[[ Records, beginning ]]

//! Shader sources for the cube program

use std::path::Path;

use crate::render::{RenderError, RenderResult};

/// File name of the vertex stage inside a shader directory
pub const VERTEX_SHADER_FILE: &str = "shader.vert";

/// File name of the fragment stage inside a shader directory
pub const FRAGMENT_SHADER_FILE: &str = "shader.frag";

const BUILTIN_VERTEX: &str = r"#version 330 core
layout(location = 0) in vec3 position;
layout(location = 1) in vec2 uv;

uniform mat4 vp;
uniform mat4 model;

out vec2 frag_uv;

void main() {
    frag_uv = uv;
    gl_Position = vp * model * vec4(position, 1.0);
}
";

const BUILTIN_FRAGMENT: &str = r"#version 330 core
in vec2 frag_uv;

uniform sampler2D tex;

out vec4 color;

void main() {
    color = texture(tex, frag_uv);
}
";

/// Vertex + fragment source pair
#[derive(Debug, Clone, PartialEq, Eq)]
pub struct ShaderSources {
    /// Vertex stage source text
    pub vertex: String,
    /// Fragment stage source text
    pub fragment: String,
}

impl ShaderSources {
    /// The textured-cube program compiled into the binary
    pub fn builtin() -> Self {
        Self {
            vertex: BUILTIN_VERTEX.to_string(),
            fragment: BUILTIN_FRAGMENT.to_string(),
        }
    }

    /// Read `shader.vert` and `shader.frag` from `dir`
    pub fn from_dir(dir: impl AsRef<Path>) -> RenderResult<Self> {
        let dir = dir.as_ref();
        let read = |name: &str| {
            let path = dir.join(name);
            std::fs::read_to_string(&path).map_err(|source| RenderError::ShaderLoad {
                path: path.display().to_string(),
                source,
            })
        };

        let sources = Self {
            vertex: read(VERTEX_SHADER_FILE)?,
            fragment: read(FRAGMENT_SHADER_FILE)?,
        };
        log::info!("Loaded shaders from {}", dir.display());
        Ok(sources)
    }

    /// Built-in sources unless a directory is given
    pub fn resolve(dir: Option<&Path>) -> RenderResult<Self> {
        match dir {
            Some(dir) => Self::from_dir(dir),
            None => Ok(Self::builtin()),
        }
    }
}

[[ Records, end ]]
[[ Records, beginning ]]

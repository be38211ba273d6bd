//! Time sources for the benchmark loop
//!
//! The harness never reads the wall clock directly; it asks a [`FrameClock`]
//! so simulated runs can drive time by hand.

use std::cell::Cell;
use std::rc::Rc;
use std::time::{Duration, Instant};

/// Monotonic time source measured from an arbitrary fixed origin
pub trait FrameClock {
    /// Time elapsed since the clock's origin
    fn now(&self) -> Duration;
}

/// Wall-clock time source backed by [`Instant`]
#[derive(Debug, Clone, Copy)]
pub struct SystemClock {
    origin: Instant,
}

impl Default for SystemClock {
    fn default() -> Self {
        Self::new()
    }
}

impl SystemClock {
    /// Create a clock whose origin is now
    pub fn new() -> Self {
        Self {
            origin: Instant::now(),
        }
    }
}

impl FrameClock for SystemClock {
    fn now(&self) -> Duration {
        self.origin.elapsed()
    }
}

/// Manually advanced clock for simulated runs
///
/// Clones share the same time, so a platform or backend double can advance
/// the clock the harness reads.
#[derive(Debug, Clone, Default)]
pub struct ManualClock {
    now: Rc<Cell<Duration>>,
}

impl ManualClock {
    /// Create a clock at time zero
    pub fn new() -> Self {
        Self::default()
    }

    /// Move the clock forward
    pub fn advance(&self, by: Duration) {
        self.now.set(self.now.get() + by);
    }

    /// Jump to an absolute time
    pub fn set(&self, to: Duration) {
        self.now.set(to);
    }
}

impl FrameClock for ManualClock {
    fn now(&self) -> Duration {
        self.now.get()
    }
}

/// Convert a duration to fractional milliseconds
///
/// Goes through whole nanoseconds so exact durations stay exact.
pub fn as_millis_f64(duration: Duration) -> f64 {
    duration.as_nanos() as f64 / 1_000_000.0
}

[[ Records, end ]]

From the entries above, extract only the lines running from the one containing "the cube program" through the one containing "pub const FRAGMENT_SHADER_FILE: &str", inclusive.

//! Shader sources for the cube program

use std::path::Path;

use crate::render::{RenderError, RenderResult};

/// File name of the vertex stage inside a shader directory
pub const VERTEX_SHADER_FILE: &str = "shader.vert";

/// File name of the fragment stage inside a shader directory
pub const FRAGMENT_SHADER_FILE: &str = "shader.frag";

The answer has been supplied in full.